The CARE Act will empower the Department of Health and Human Services to create and issue a set of professional standards by which to license professional imaging technicians.
“The CARE Act applies to providers performing medical imaging, planning and delivering radiation therapy, and measure the clinical effectiveness of medical radiation-emitting equipment,” reads a press release from the U.S. Senate.
“The bill specifically exempts providers with advanced training including physicians, nurse practitioners, and physician assistants,” the statement reads. “The CARE Act would not impact state’s rights, and state legislators and regulators would not need to change existing state law to comply.”
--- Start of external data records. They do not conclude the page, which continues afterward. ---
use std::fmt;

use log::debug;
use serde::Serialize;

use crate::rule::core::RuleSet;
use crate::utils::{truncate, PlaceholderExtractor};

/// 占位符保护问题：替换前后变量多重集不一致
#[derive(Debug, Clone, PartialEq, Eq, Serialize)]
pub struct Violation {
    /// 规则集标识（分类/文件名）
    pub rule_set: String,
    /// 原文（已截断）
    pub find: String,
    /// 译文（已截断）
    pub replace: String,
    /// 原文中有、译文中缺失的变量
    pub missing: Vec<String>,
}

impl fmt::Display for Violation {
    fn fmt(&self, f: &mut fmt::Formatter<'_>) -> fmt::Result {
        write!(
            f,
            "{}: \"{}\" -> \"{}\" 缺失变量: [{}]",
            self.rule_set,
            self.find,
            self.replace,
            self.missing.join(", ")
        )
    }
}

#[derive(Debug, Clone, Copy, PartialEq, Eq, Serialize)]
pub enum StructuralIssueKind {
    MissingFile,
    MissingReplacements,
}

/// 结构问题：缺少 file 或 replacements（此类规则集在应用时被跳过）
#[derive(Debug, Clone, PartialEq, Eq, Serialize)]
pub struct StructuralIssue {
    pub rule_set: String,
    pub kind: StructuralIssueKind,
}

impl fmt::Display for StructuralIssue {
    fn fmt(&self, f: &mut fmt::Formatter<'_>) -> fmt::Result {
        match self.kind {
            StructuralIssueKind::MissingFile => write!(f, "{}: 缺少 file 字段", self.rule_set),
            StructuralIssueKind::MissingReplacements => write!(f, "{}: 缺少 replacements", self.rule_set),
        }
    }
}

#[derive(Debug, Clone)]
pub struct RuleVerifier {
    truncate_width: usize,
}

impl Default for RuleVerifier {
    fn default() -> Self {
        Self { truncate_width: 50 }
    }
}

impl RuleVerifier {
    pub fn new(truncate_width: usize) -> Self {
        Self { truncate_width }
    }

    /// 逐条比较 find/replace 的占位符多重集
    pub fn verify(&self, rule_set: &RuleSet) -> Vec<Violation> {
        let mut violations = Vec::new();
        for (find, replace) in &rule_set.replacements {
            let expected = PlaceholderExtractor::extract(find);
            let actual = PlaceholderExtractor::extract(replace);
            if expected == actual {
                continue;
            }

            violations.push(Violation {
                rule_set: rule_set.identity(),
                find: truncate(find, self.truncate_width).into_owned(),
                replace: truncate(replace, self.truncate_width).into_owned(),
                missing: expected.missing_from(&actual),
            });
        }
        violations
    }

    pub fn verify_all(&self, rule_sets: &[RuleSet]) -> Vec<Violation> {
        let violations: Vec<Violation> = rule_sets.iter().flat_map(|rs| self.verify(rs)).collect();
        debug!("变量保护检查完成：{} 个规则集，{} 处问题", rule_sets.len(), violations.len());
        violations
    }

    pub fn check_structure(&self, rule_sets: &[RuleSet]) -> Vec<StructuralIssue> {
        let mut issues = Vec::new();
        for rule_set in rule_sets {
            if rule_set.target_file.trim().is_empty() {
                issues.push(StructuralIssue {
                    rule_set: rule_set.identity(),
                    kind: StructuralIssueKind::MissingFile,
                });
            }
            if rule_set.replacements.is_empty() {
                issues.push(StructuralIssue {
                    rule_set: rule_set.identity(),
                    kind: StructuralIssueKind::MissingReplacements,
                });
            }
        }
        issues
    }
}
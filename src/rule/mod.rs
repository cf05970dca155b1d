//! 规则模块：负责规则集的数据模型、规则源与加载
pub mod core;
pub mod source;
pub mod loader;

// 统一导出核心公共接口
pub use self::core::{
    ApplyOutcome, ApplyReport, ApplyTotals, CategoryStats, RuleDocument, RuleSet, RuleStats,
    SkipReason,
};
pub use self::loader::{LoadIssue, LoadReport, RuleLoader};
pub use self::source::{EmbeddedRuleSource, FsRuleSource, RuleSource, RuleSourceKind};
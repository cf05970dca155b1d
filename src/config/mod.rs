//! 配置模块
pub mod rule;

pub use rule::{CustomConfigBuilder, PatchConfig, PatchOptions, RuleOrigin};
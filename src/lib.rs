//! opencode-i18n - OpenCode 源码汉化规则引擎
//!
//! 从 分类目录/规则文档 两级结构加载规则集（外部目录优先，否则使用内置规则），
//! 校验占位符保护，按单词边界或子串策略将替换应用到目标源码，并统计覆盖率。
//! 库本身不打印、不交互，全部结果以结构化数据返回。

pub mod config;
pub mod error;
pub mod rule;
pub mod utils;
pub mod verifier;
pub mod applier;
pub mod coverage;
pub mod patcher;

// 导出全局错误类型
pub use self::error::{I18nError, I18nResult};

// 导出配置模块核心结构体与构建器
pub use self::config::{CustomConfigBuilder, PatchConfig, PatchOptions, RuleOrigin};

// 导出规则模块核心接口与数据结构
pub use self::rule::{
    ApplyOutcome, ApplyReport, ApplyTotals, CategoryStats, EmbeddedRuleSource, FsRuleSource,
    LoadIssue, LoadReport, RuleDocument, RuleLoader, RuleSet, RuleSource, RuleSourceKind,
    RuleStats, SkipReason,
};

// 导出校验、应用、覆盖率组件
pub use self::verifier::{RuleVerifier, StructuralIssue, StructuralIssueKind, Violation};
pub use self::applier::{FindPattern, MatchStrategy, RuleApplier};
pub use self::coverage::{CoverageReporter, CoverageSnapshot};
pub use self::patcher::I18nPatcher;

// 导出通用工具
pub use self::utils::{BilingualConverter, PlaceholderExtractor, PlaceholderSet};
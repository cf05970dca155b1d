use log::{debug, info, warn};
use serde::Serialize;

use crate::config::{PatchConfig, RuleOrigin};
use crate::error::I18nResult;
use crate::rule::core::RuleSet;
use crate::rule::source::{EmbeddedRuleSource, FsRuleSource, RuleSource, RuleSourceKind};

/// 单个文档/分类的加载问题（不中断加载）
#[derive(Debug, Clone, PartialEq, Eq, Serialize)]
pub struct LoadIssue {
    pub origin_path: String,
    pub message: String,
}

/// 加载结果
#[derive(Debug, Clone, Serialize)]
pub struct LoadReport {
    pub source_kind: RuleSourceKind,
    pub source: String,
    pub rule_sets: Vec<RuleSet>,
    pub issues: Vec<LoadIssue>,
}

/// 规则加载器（只读）
#[derive(Debug)]
pub struct RuleLoader {
    source: Box<dyn RuleSource>,
    extension: String,
}

impl RuleLoader {
    pub fn new(source: Box<dyn RuleSource>, extension: impl Into<String>) -> Self {
        Self {
            source,
            extension: extension.into(),
        }
    }

    /// 按配置选择规则源：外部目录存在且非空则优先，否则回退内置规则
    pub fn from_config(config: &PatchConfig) -> I18nResult<Self> {
        let source = Self::select_source(&config.origin)?;
        info!("使用{}: {}", source.kind(), source.describe());
        Ok(Self::new(source, config.options.document_extension.clone()))
    }

    pub fn select_source(origin: &RuleOrigin) -> I18nResult<Box<dyn RuleSource>> {
        let external = match origin {
            RuleOrigin::Embedded => None,
            RuleOrigin::LocalDir(dir) => Some(dir.clone()),
            RuleOrigin::Auto => PatchConfig::from_env().origin_dir(),
        };

        if let Some(dir) = external {
            if FsRuleSource::looks_populated(&dir) {
                return Ok(Box::new(FsRuleSource::new(dir)));
            }
            warn!("外部汉化配置目录不存在或为空: {}，回退内置规则", dir.display());
        }

        Ok(Box::new(EmbeddedRuleSource::bundled()?))
    }

    pub fn source(&self) -> &dyn RuleSource {
        self.source.as_ref()
    }

    /// 读取所有规则文档
    ///
    /// 只有规则根位置本身无法列出时返回错误；
    /// 单个分类或文档失败记录为 LoadIssue 并跳过
    pub fn load(&self) -> I18nResult<LoadReport> {
        let mut report = LoadReport {
            source_kind: self.source.kind(),
            source: self.source.describe(),
            rule_sets: Vec::new(),
            issues: Vec::new(),
        };

        for category in self.source.categories()? {
            let names = match self.source.documents(&category) {
                Ok(names) => names,
                Err(e) => {
                    let origin_path = format!("{}/{}", report.source, category);
                    warn!("警告: 读取分类目录失败 {}: {}", origin_path, e);
                    report.issues.push(LoadIssue { origin_path, message: e.to_string() });
                    continue;
                }
            };

            for name in names.into_iter().filter(|n| self.has_document_extension(n)) {
                let origin_path = self.source.origin_path(&category, &name);
                let parsed = self
                    .source
                    .read_document(&category, &name)
                    .and_then(|content| {
                        RuleSet::parse(&content, category.as_str(), name.as_str(), origin_path.as_str())
                    });

                match parsed {
                    Ok(rule_set) => report.rule_sets.push(rule_set),
                    Err(e) => {
                        warn!("警告: 跳过无效配置 {}: {}", origin_path, e);
                        report.issues.push(LoadIssue { origin_path, message: e.to_string() });
                    }
                }
            }
        }

        debug!(
            "规则加载完成：规则集 {} 个，跳过 {} 个",
            report.rule_sets.len(),
            report.issues.len()
        );
        Ok(report)
    }

    fn has_document_extension(&self, name: &str) -> bool {
        name.rsplit_once('.')
            .map(|(stem, ext)| !stem.is_empty() && ext == self.extension)
            .unwrap_or(false)
    }
}

#[cfg(test)]
mod tests {
    use super::*;
    use crate::rule::source::BundledDocument;
    use std::fs;
    use std::path::PathBuf;
    use tempfile::tempdir;

    fn write(root: &std::path::Path, rel: &str, content: &str) {
        let path = root.join(rel);
        fs::create_dir_all(path.parent().unwrap()).unwrap();
        fs::write(path, content).unwrap();
    }

    #[test]
    fn test_malformed_document_does_not_abort_load() {
        let dir = tempdir().unwrap();
        write(dir.path(), "routes/home.json", r#"{"file":"src/home.tsx","replacements":{"Home":"首页"}}"#);
        write(dir.path(), "routes/broken.json", r#"{"file": "src/x.tsx", "replacements": {"#);
        write(dir.path(), "dialogs/model.json", r#"{"file":"src/model.tsx","replacements":{"Model":"模型"}}"#);
        write(dir.path(), "dialogs/notes.txt", "not a rule");
        write(dir.path(), "top-level.json", r#"{"file":"ignored.tsx","replacements":{"a":"b"}}"#);

        let loader = RuleLoader::new(Box::new(FsRuleSource::new(dir.path())), "json");
        let report = loader.load().unwrap();

        assert_eq!(report.source_kind, RuleSourceKind::Filesystem);
        assert_eq!(report.rule_sets.len(), 2);
        assert_eq!(report.issues.len(), 1);
        assert!(report.issues[0].origin_path.ends_with("broken.json"));

        let model = &report.rule_sets[0];
        assert_eq!(model.category, "dialogs");
        assert_eq!(model.source_name, "model.json");
        assert!(model.origin_path.ends_with("model.json"));
    }

    #[test]
    fn test_loads_from_embedded_source() {
        let source = EmbeddedRuleSource::from_documents(vec![BundledDocument {
            category: "routes".into(),
            name: "home.json".into(),
            content: r#"{"file":"src/home.tsx","replacements":{"Home":"首页"}}"#.into(),
        }]);
        let report = RuleLoader::new(Box::new(source), "json").load().unwrap();

        assert_eq!(report.source_kind, RuleSourceKind::Embedded);
        assert_eq!(report.rule_sets[0].origin_path, "assets/i18n/routes/home.json");
    }

    #[test]
    fn test_select_prefers_populated_dir() {
        let dir = tempdir().unwrap();
        write(dir.path(), "routes/home.json", "{}");

        let source = RuleLoader::select_source(&RuleOrigin::LocalDir(dir.path().to_path_buf())).unwrap();
        assert_eq!(source.kind(), RuleSourceKind::Filesystem);
    }

    #[test]
    fn test_select_falls_back_to_embedded() {
        let dir = tempdir().unwrap();
        let empty = RuleLoader::select_source(&RuleOrigin::LocalDir(dir.path().to_path_buf())).unwrap();
        assert_eq!(empty.kind(), RuleSourceKind::Embedded);

        let missing = RuleLoader::select_source(&RuleOrigin::LocalDir(PathBuf::from("/nonexistent/i18n"))).unwrap();
        assert_eq!(missing.kind(), RuleSourceKind::Embedded);
    }

    #[test]
    fn test_extension_filter() {
        let loader = RuleLoader::new(Box::new(EmbeddedRuleSource::from_documents(Vec::new())), "json");
        assert!(loader.has_document_extension("home.json"));
        assert!(!loader.has_document_extension("home.json.bak"));
        assert!(!loader.has_document_extension(".json"));
        assert!(!loader.has_document_extension("json"));
    }
}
According to a press release from the American Society of Radiologic Technicians (ASRT), the legislation is necessary because the existing educational standards to which imaging professionals are held “are voluntary and inconsistent in many states,” six of which (plus Washington D.C.) do not require any qualifications of imaging personnel.
Christine J. Lung (left), VP of government relations and public policy for ASRT, said she thinks this is a good time for the bill since an election season usually triggers heightened Congressional activity on medical policy.
“I think a number of incumbents would like to show their constituents that they are doing things that their constituents like,” she tells Imagingbiz.
Lung said she thinks CARE has a chance of being “caught up in the momentum” of end-of-session Medicare programs that will likely be renewed, in which she feels that “CARE may be a very good fit.
“We think that it may even provide a cost offset to preserve some programs that are set to expire,” Lung said. She thinks the bill is now ready to move at any time between now and December 2012.